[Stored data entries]
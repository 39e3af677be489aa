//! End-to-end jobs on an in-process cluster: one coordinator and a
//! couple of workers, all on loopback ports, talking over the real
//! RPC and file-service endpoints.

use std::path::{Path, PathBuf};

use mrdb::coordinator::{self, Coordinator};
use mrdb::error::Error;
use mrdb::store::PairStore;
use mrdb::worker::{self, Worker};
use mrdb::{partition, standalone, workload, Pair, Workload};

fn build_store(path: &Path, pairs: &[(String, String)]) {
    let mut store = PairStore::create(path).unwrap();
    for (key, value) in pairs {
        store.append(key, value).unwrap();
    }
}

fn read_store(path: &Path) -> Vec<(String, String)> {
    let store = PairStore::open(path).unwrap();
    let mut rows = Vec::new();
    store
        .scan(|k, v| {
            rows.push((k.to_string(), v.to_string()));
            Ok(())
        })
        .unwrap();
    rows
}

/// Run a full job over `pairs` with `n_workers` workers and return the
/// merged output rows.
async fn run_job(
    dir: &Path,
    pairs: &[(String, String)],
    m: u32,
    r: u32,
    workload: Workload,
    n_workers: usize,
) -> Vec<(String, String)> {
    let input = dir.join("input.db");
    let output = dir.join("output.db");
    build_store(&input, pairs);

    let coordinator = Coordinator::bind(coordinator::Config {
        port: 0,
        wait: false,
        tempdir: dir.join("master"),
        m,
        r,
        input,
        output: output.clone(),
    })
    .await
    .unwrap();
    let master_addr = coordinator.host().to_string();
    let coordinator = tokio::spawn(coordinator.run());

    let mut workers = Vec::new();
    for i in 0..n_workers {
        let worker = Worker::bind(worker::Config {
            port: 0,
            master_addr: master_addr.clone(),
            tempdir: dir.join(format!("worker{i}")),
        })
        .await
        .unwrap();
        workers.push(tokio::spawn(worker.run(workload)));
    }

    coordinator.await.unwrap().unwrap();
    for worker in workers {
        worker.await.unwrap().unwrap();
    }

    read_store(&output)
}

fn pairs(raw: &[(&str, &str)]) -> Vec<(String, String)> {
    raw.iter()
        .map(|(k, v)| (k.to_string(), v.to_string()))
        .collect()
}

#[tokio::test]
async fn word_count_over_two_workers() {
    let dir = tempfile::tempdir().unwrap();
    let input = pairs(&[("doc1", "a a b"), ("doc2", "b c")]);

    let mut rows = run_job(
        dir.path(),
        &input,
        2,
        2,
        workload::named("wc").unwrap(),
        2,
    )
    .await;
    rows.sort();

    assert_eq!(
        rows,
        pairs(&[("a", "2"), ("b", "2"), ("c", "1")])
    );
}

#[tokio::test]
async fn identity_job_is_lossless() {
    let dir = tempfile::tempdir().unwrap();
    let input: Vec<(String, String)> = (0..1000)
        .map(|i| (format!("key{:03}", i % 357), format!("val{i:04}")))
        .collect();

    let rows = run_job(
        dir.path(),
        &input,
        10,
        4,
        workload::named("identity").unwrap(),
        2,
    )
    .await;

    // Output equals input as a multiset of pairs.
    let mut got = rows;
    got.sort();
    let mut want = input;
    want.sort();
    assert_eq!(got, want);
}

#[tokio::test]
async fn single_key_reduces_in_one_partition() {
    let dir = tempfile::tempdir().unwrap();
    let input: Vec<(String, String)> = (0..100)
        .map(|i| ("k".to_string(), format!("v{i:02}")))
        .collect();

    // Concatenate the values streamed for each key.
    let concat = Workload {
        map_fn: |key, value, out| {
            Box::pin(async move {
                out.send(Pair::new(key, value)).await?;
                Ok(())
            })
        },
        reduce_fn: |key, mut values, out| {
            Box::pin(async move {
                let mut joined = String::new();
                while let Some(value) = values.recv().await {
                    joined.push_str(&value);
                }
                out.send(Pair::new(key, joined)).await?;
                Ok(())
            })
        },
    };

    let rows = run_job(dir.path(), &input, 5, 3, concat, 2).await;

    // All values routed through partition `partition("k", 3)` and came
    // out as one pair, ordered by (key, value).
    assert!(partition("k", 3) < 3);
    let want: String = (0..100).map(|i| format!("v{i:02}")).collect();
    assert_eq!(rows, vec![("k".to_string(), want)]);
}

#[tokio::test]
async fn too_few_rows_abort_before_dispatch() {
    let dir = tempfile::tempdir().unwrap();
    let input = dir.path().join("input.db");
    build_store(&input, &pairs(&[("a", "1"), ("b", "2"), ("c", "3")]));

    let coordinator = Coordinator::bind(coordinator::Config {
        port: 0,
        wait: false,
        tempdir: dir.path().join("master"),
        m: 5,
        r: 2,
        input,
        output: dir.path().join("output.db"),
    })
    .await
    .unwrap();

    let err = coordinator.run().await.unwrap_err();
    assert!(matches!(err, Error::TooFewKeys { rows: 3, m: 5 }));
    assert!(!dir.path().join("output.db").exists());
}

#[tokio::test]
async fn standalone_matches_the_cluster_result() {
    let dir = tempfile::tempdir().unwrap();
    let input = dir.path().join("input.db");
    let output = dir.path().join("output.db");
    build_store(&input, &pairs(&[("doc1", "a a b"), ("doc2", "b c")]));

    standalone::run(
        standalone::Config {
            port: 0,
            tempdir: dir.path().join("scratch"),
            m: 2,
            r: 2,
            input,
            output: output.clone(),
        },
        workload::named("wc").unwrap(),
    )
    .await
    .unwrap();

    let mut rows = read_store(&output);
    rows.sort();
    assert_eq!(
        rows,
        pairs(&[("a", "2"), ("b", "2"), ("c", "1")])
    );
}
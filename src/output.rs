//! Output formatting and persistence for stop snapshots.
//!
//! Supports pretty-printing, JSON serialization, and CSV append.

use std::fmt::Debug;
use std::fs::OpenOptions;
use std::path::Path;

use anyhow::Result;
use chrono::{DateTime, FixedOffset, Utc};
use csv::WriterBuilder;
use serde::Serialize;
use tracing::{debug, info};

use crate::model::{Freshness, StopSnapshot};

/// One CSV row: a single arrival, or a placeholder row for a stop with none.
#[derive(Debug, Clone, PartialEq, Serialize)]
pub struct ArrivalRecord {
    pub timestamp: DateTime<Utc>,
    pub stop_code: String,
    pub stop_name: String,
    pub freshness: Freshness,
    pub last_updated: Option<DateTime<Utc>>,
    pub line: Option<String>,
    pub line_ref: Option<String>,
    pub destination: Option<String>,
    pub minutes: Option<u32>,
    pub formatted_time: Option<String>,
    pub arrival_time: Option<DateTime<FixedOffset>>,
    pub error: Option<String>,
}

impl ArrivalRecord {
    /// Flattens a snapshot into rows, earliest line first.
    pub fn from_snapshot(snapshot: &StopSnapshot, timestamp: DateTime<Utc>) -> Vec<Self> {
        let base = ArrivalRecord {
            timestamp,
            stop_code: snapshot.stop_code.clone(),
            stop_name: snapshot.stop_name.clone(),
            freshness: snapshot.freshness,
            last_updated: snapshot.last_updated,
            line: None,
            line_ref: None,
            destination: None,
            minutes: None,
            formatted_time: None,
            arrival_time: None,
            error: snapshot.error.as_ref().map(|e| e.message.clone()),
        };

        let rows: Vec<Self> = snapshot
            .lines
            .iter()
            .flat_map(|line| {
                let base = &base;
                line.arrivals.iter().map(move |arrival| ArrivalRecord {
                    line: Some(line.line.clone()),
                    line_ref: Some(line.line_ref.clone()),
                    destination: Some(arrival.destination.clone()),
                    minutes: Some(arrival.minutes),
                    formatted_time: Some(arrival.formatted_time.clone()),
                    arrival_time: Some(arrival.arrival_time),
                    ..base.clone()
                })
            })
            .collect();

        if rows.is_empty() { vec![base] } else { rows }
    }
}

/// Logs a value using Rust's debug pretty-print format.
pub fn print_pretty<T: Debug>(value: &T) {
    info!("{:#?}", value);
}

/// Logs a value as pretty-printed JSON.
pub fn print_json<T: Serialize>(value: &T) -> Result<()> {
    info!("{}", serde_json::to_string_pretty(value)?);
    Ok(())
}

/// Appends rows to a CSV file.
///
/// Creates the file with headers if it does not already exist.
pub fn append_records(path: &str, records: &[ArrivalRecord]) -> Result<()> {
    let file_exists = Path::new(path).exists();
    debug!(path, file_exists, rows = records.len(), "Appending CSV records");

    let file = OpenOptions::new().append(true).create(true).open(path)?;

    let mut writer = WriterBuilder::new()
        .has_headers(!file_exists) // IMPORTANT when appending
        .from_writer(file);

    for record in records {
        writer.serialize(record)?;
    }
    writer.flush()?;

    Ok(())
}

Problem description:
Line count for the string "Config": work it out from the records above and reply with the number alone.

Solved exercise:
4